[Dataset entries]
----------

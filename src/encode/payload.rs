use crate::foundation::color::Rgbw;
use crate::foundation::opts::OutputOpts;
use crate::model::effect::Effect;
use crate::model::group::LedColorGroup;
use crate::model::intent::DesignIntent;
use serde::{Deserialize, Serialize};

/// Top-level controller state message.
#[derive(Debug, Clone, PartialEq, Serialize, Deserialize)]
pub struct DevicePayload {
    pub on: bool,
    pub bri: u8,
    pub seg: Vec<SegmentPayload>,
}

/// One controller segment.
///
/// `start` and `stop` are always written. A missing or short `stop` makes wraparound effects
/// loop before the last physical pixel.
#[derive(Debug, Clone, PartialEq, Serialize, Deserialize)]
pub struct SegmentPayload {
    pub id: u32,
    pub start: u32,
    /// Exclusive end pixel.
    pub stop: u32,
    /// Flat `[index, r, g, b, index, r, g, b, ...]` individual-pixel array.
    #[serde(default, skip_serializing_if = "Option::is_none")]
    pub i: Option<Vec<u32>>,
    /// Up to three segment colors.
    #[serde(default, skip_serializing_if = "Option::is_none")]
    pub col: Option<Vec<[u8; 3]>>,
    /// Effect index.
    #[serde(default, skip_serializing_if = "Option::is_none")]
    pub fx: Option<u8>,
    /// Effect speed.
    #[serde(default, skip_serializing_if = "Option::is_none")]
    pub sx: Option<u8>,
    /// Effect intensity.
    #[serde(default, skip_serializing_if = "Option::is_none")]
    pub ix: Option<u8>,
    /// Run the effect reversed.
    #[serde(default, skip_serializing_if = "Option::is_none")]
    pub rev: Option<bool>,
}

impl SegmentPayload {
    fn bounds(stop: u32) -> Self {
        Self {
            id: 0,
            start: 0,
            stop,
            i: None,
            col: None,
            fx: None,
            sx: None,
            ix: None,
            rev: None,
        }
    }
}

/// Individual-pixel form.
///
/// `stop` is `total_pixels` when known, else one past the highest pixel in `groups`. Pixels at
/// or beyond a known `total_pixels` are dropped.
pub fn encode_pixels(
    groups: &[LedColorGroup],
    total_pixels: Option<u32>,
    opts: &OutputOpts,
) -> DevicePayload {
    let stop = total_pixels.unwrap_or_else(|| {
        groups
            .iter()
            .map(|g| g.end_led.saturating_add(1))
            .max()
            .unwrap_or(0)
    });

    let mut flat = Vec::with_capacity(groups.iter().map(|g| g.len() as usize * 4).sum());
    let mut dropped = 0u32;
    for group in groups {
        let [r, g, b] = group.color.to_rgb_array();
        for idx in group.leds() {
            if idx >= stop {
                dropped += 1;
                continue;
            }
            flat.extend([idx, u32::from(r), u32::from(g), u32::from(b)]);
        }
    }
    if dropped > 0 {
        tracing::warn!(dropped, stop, "pixels beyond the installation were dropped");
    }

    DevicePayload {
        on: true,
        bri: opts.brightness,
        seg: vec![SegmentPayload {
            i: Some(flat),
            ..SegmentPayload::bounds(stop)
        }],
    }
}

/// Colors and device-native effect for the segment form.
#[derive(Debug, Clone, PartialEq)]
pub struct SegmentEffect {
    /// At most three distinct colors, most important first.
    pub colors: Vec<Rgbw>,
    pub effect: Effect,
    pub speed: u8,
    pub intensity: u8,
    pub reverse: bool,
}

impl SegmentEffect {
    /// Summarize an intent: colors by descending layer priority (primaries before secondaries
    /// and accents), motion from the highest-priority animated layer, `Solid` otherwise.
    pub fn from_intent(intent: &DesignIntent) -> Self {
        let mut layers: Vec<_> = intent.layers().iter().collect();
        layers.sort_by_key(|l| std::cmp::Reverse(l.priority));

        let candidates = layers
            .iter()
            .map(|l| Some(l.colors.primary))
            .chain(
                layers
                    .iter()
                    .flat_map(|l| [l.colors.secondary, l.colors.accent]),
            )
            .flatten();
        let mut colors: Vec<Rgbw> = Vec::new();
        for c in candidates {
            if colors.len() == 3 {
                break;
            }
            if !colors.contains(&c) {
                colors.push(c);
            }
        }

        match layers.iter().find_map(|l| l.motion.as_ref()) {
            Some(m) => Self {
                colors,
                effect: m.effect,
                speed: m.speed,
                intensity: m.intensity,
                reverse: m.reverse,
            },
            None => Self {
                colors,
                effect: Effect::Solid,
                speed: 128,
                intensity: 128,
                reverse: false,
            },
        }
    }
}

/// Segment form over `[0, stop)`.
pub fn encode_segment(effect: &SegmentEffect, stop: u32, opts: &OutputOpts) -> DevicePayload {
    let col = effect
        .colors
        .iter()
        .take(3)
        .map(|c| c.to_rgb_array())
        .collect();
    DevicePayload {
        on: true,
        bri: opts.brightness,
        seg: vec![SegmentPayload {
            col: Some(col),
            fx: Some(effect.effect.id()),
            sx: Some(effect.speed),
            ix: Some(effect.intensity),
            rev: effect.reverse.then_some(true),
            ..SegmentPayload::bounds(stop)
        }],
    }
}

#[cfg(test)]
#[path = "../../tests/unit/encode/payload.rs"]
mod tests;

----------

→ **EXERCISE OBJECTIVE**: When a line in the data above contains the string "Self", copy that line.

→ **REPLY**:
    fn bounds(stop: u32) -> Self {
        Self {
    pub fn from_intent(intent: &DesignIntent) -> Self {
            Some(m) => Self {
            None => Self {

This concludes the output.